Presiden Filipina, Ferdinand Marcos Jr., menyatakan pada Senin bahwa ia tidak khawatir aksi unjuk rasa terkait dugaan korupsi dalam proyek-proyek pengendalian banjir senilai miliaran akan bereskalasi menjadi kekerasan serupa kerusuhan terkini di Indonesia.
Marcos, yang keluarganya digulingkan oleh pemberontakan pada 1986 akibat korupsi dan pelanggaran HAM, menyatakan kemarahan publik atas dugaan anomali tersebut dapat dimengerti dan memperingatkan bahwa situasi hanya akan memburuk jika pemerintah gagal bertindak.
“Apakah Anda menyalahkan mereka karena turun ke jalan? Jika saya bukan presiden, saya mungkin akan berada di jalan bersama mereka,” ujarnya kepada wartawan. “Tentu mereka murka. Tentu mereka marah. Saya marah.
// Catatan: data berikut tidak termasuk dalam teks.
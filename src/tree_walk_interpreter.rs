mod callable;
pub mod environment;
pub mod value;

use std::{fmt::Debug, rc::Rc};

use crate::ast::{
    BlockStatement, Expression, InfixOperator, PrefixOperator, Program, Statement,
};

pub use self::{
    callable::Closure,
    environment::{Env, Environment},
    value::{Value, FALSE, NULL, TRUE},
};

#[derive(Debug, Clone, PartialEq, Eq, thiserror::Error)]
pub enum RuntimeError {
    #[error("identifier not found: {0}")]
    IdentifierNotFound(String),
    #[error("unknown operator: {operator}{right}")]
    UnknownPrefixOperator {
        operator: PrefixOperator,
        right: &'static str,
    },
    #[error("unknown operator: {left} {operator} {right}")]
    UnknownInfixOperator {
        left: &'static str,
        operator: InfixOperator,
        right: &'static str,
    },
    #[error("type mismatch: {left} {operator} {right}")]
    TypeMismatch {
        left: &'static str,
        operator: InfixOperator,
        right: &'static str,
    },
    #[error("not a function: {0}")]
    NotAFunction(&'static str),
    #[error("wrong number of arguments: want={expected}, got={found}")]
    WrongArgumentCount { expected: usize, found: usize },
    #[error("division by zero")]
    DivisionByZero,
}

/// Evaluates `program` against `env`, which is typically reused across
/// inputs so `let` bindings persist.
pub fn evaluate(program: &Program, env: &Env) -> Value {
    Interpreter::with_environment(env.clone()).interpret(program)
}

/// Tree-walking evaluator. `scope` is the frame new bindings go into; calls
/// swap it for the callee's frame and restore it afterwards.
#[derive(Clone)]
pub struct Interpreter {
    scope: Env,
}

impl Debug for Interpreter {
    fn fmt(&self, f: &mut std::fmt::Formatter<'_>) -> std::fmt::Result {
        f.debug_struct("Interpreter")
            .field("scope", &self.scope)
            .finish()
    }
}

impl Default for Interpreter {
    fn default() -> Self {
        Self::new()
    }
}

impl Interpreter {
    pub fn new() -> Self {
        Self::with_environment(Environment::global())
    }

    pub fn with_environment(scope: Env) -> Self {
        Self { scope }
    }

    pub fn environment(&self) -> &Env {
        &self.scope
    }

    /// Runs every statement of `program` in order. A `return` at the top
    /// level ends the program with its value; a runtime error ends it with
    /// `Value::Error`.
    #[tracing::instrument(level = "debug", skip_all)]
    pub fn interpret(&mut self, program: &Program) -> Value {
        let mut result = NULL;

        for stmt in program.0.iter() {
            match self.execute(stmt) {
                Ok(Value::Return(value)) => return *value,
                Ok(value) => result = value,
                Err(error) => {
                    tracing::debug!(%error, statement = %stmt, "runtime error");
                    return Value::Error(error);
                }
            }
        }

        result
    }

    fn execute(&mut self, stmt: &Statement) -> Result<Value, RuntimeError> {
        match stmt {
            Statement::Expression(expression) => self.evaluate(expression),
            Statement::Let(name, expression) => {
                let value = self.evaluate(expression)?;
                tracing::trace!(%name, %value, "let");
                self.scope.borrow_mut().set(name.clone(), value);
                Ok(NULL)
            }
            Statement::Return(expression) => {
                let value = match expression {
                    Some(expression) => self.evaluate(expression)?,
                    None => NULL,
                };
                Ok(Value::Return(Box::new(value)))
            }
        }
    }

    /// Evaluates a block in the current scope. A `return` stops the block
    /// but stays wrapped until it reaches the function call.
    fn block(&mut self, block: &BlockStatement) -> Result<Value, RuntimeError> {
        let mut result = NULL;

        for statement in block.0.iter() {
            result = self.execute(statement)?;
            if matches!(result, Value::Return(_)) {
                break;
            }
        }

        Ok(result)
    }

    fn execute_in_scope<T>(
        &mut self,
        scope: Env,
        f: impl FnOnce(&mut Self) -> Result<T, RuntimeError>,
    ) -> Result<T, RuntimeError> {
        let prev = std::mem::replace(&mut self.scope, scope);
        let result = f(self);
        self.scope = prev;
        result
    }

    fn evaluate(&mut self, expression: &Expression) -> Result<Value, RuntimeError> {
        match expression {
            Expression::Identifier(name) => {
                let value = self.scope.borrow().get(name);
                value.ok_or_else(|| RuntimeError::IdentifierNotFound(name.clone()))
            }
            Expression::Integer(n) => Ok(Value::Integer(*n)),
            Expression::Boolean(b) => Ok(Value::from_bool(*b)),
            Expression::Prefix(op, right) => {
                let right = self.evaluate(right)?;
                prefix(*op, right)
            }
            Expression::Infix(left, op, right) => {
                let left = self.evaluate(left)?;
                let right = self.evaluate(right)?;
                infix(*op, left, right)
            }
            Expression::If {
                condition,
                consequence,
                alternative,
            } => {
                if self.evaluate(condition)?.is_truthy() {
                    self.block(consequence)
                } else if let Some(alternative) = alternative {
                    self.block(alternative)
                } else {
                    Ok(NULL)
                }
            }
            Expression::Function(function) => Ok(Value::Function(Rc::new(Closure::new(
                function.clone(),
                self.scope.clone(),
            )))),
            Expression::Call(callee, args) => {
                let callee = self.evaluate(callee)?;
                let args = args
                    .iter()
                    .map(|arg| self.evaluate(arg))
                    .collect::<Result<Vec<_>, _>>()?;

                let Value::Function(closure) = callee else {
                    return Err(RuntimeError::NotAFunction(callee.type_name()));
                };

                tracing::trace!(function = %closure, args = args.len(), "call");
                closure.call(self, args)
            }
        }
    }
}

fn prefix(op: PrefixOperator, right: Value) -> Result<Value, RuntimeError> {
    match op {
        PrefixOperator::Not => Ok(match right {
            Value::Boolean(b) => Value::from_bool(!b),
            Value::Null => TRUE,
            _ => FALSE,
        }),
        PrefixOperator::Negate => match right {
            Value::Integer(n) => Ok(Value::Integer(n.wrapping_neg())),
            right => Err(RuntimeError::UnknownPrefixOperator {
                operator: op,
                right: right.type_name(),
            }),
        },
    }
}

fn infix(op: InfixOperator, left: Value, right: Value) -> Result<Value, RuntimeError> {
    match (op, &left, &right) {
        (op, Value::Integer(a), Value::Integer(b)) => integer_infix(op, *a, *b),
        (InfixOperator::Equal, a, b) => Ok(Value::from_bool(a.is_identical(b))),
        (InfixOperator::NotEqual, a, b) => Ok(Value::from_bool(!a.is_identical(b))),
        (op, a, b) if a.type_name() != b.type_name() => Err(RuntimeError::TypeMismatch {
            left: a.type_name(),
            operator: op,
            right: b.type_name(),
        }),
        (op, a, b) => Err(RuntimeError::UnknownInfixOperator {
            left: a.type_name(),
            operator: op,
            right: b.type_name(),
        }),
    }
}

fn integer_infix(op: InfixOperator, a: i64, b: i64) -> Result<Value, RuntimeError> {
    let value = match op {
        InfixOperator::Plus => Value::Integer(a.wrapping_add(b)),
        InfixOperator::Minus => Value::Integer(a.wrapping_sub(b)),
        InfixOperator::Multiply => Value::Integer(a.wrapping_mul(b)),
        InfixOperator::Divide => {
            if b == 0 {
                return Err(RuntimeError::DivisionByZero);
            }
            Value::Integer(a.wrapping_div(b))
        }
        InfixOperator::LessThan => Value::from_bool(a < b),
        InfixOperator::GreaterThan => Value::from_bool(a > b),
        InfixOperator::Equal => Value::from_bool(a == b),
        InfixOperator::NotEqual => Value::from_bool(a != b),
    };
    Ok(value)
}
Kita semua harus marah, karena apa yang terjadi tidak benar.”
Penyelidikan Senat dan DPR telah mengungkap ketidakberesan dalam proyek-proyek pengendalian banjir senilai lebih dari 500 miliar peso (AS$9 miliar), termasuk proyek “hantu” dan pekerjaan di bawah standar di daerah-daerah yang kini mengalami banjir parah.
Beberapa pelapor mengklaim bahwa sejumlah legislator menerima komisi balik dari kontraktor proyek.
Marcos mengumumkan pembentukan komisi independen untuk menyelidiki dugaan tersebut, dengan sumpah bahwa tak seorangpun akan diampuni dari penyelidikan.
Ia juga mendorong warga Filipina untuk menyuarakan kemarahan mereka secara langsung.
“Beri tahu mereka perasaan Anda, beri tahu bagaimana mereka menyakiti Anda, bagaimana mereka merampok Anda,” katanya. “Bentak mereka, lakukan apa yang Anda inginkan, berdemonstrasi — cukup jaga agar tetap damai.”
Sejauh ini, demonstrasi masih berskala kecil, dengan yang terbesar menarik sekitar 3.000 mahasiswa di sebuah universitas negeri di wilayah Manila pada Jumat lalu.
Para pengorganisir menyerukan untuk rally yang lebih besar dalam hari-hari mendatang, termasuk satu pada 21 September, peringatan deklarasi hukum bela negara oleh ayah Marcos Jr. pada 1972.